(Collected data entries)
-------------------------
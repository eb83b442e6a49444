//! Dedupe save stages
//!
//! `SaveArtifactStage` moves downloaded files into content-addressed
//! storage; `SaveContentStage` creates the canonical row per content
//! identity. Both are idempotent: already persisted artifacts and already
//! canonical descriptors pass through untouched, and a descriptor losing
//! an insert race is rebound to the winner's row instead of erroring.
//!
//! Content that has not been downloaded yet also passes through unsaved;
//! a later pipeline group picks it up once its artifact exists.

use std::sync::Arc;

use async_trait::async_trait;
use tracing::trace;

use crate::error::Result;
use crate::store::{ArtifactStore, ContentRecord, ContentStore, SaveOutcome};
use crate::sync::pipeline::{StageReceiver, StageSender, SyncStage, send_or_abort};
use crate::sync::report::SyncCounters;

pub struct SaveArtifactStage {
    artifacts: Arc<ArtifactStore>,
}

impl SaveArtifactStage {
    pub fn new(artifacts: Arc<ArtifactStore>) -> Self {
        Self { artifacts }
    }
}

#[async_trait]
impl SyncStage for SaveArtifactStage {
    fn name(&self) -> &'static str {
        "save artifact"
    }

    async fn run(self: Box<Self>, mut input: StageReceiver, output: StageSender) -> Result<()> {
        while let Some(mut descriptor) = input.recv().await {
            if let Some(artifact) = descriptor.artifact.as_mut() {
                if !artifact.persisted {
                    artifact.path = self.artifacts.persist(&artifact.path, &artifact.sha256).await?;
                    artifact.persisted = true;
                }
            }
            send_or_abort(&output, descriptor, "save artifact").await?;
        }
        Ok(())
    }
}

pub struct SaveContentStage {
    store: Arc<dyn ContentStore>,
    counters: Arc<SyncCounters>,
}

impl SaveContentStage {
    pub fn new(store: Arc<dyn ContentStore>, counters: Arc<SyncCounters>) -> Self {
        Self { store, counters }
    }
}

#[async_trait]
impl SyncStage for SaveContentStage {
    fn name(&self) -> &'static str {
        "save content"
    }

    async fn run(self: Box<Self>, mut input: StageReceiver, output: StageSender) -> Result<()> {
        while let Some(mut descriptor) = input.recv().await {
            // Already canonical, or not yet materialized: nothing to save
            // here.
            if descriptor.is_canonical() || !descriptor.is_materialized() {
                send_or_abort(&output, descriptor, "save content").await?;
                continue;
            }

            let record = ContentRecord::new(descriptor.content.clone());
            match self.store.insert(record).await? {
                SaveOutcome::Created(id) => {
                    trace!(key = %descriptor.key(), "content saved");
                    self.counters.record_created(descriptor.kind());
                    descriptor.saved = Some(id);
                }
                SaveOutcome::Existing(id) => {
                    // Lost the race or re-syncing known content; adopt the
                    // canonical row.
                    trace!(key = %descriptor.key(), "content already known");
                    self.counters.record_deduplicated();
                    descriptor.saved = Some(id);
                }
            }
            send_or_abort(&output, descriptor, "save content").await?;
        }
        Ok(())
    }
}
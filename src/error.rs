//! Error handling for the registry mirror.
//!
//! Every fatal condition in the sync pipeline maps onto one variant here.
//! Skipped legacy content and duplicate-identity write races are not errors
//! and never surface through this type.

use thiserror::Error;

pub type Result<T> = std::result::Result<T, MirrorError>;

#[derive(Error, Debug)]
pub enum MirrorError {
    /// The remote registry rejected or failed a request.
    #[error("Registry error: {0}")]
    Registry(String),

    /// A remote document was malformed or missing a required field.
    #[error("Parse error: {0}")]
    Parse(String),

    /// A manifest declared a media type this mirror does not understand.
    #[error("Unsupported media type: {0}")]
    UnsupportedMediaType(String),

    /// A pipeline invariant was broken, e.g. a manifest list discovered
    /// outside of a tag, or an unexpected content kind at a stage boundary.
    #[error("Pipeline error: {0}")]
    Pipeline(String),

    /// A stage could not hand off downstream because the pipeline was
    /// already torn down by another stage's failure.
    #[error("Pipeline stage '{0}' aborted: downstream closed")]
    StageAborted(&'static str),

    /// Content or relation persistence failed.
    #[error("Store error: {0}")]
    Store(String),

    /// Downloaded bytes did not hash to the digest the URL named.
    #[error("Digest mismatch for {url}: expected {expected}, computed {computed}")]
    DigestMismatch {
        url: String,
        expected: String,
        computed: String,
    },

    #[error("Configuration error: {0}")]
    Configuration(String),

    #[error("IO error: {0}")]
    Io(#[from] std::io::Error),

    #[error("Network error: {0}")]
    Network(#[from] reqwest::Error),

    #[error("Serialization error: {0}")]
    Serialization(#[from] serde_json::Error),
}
-------------------------
# Task to complete:
Count the lines in the records above that contain the word "through", and reply with only that number.

# Solution for this exercise:
3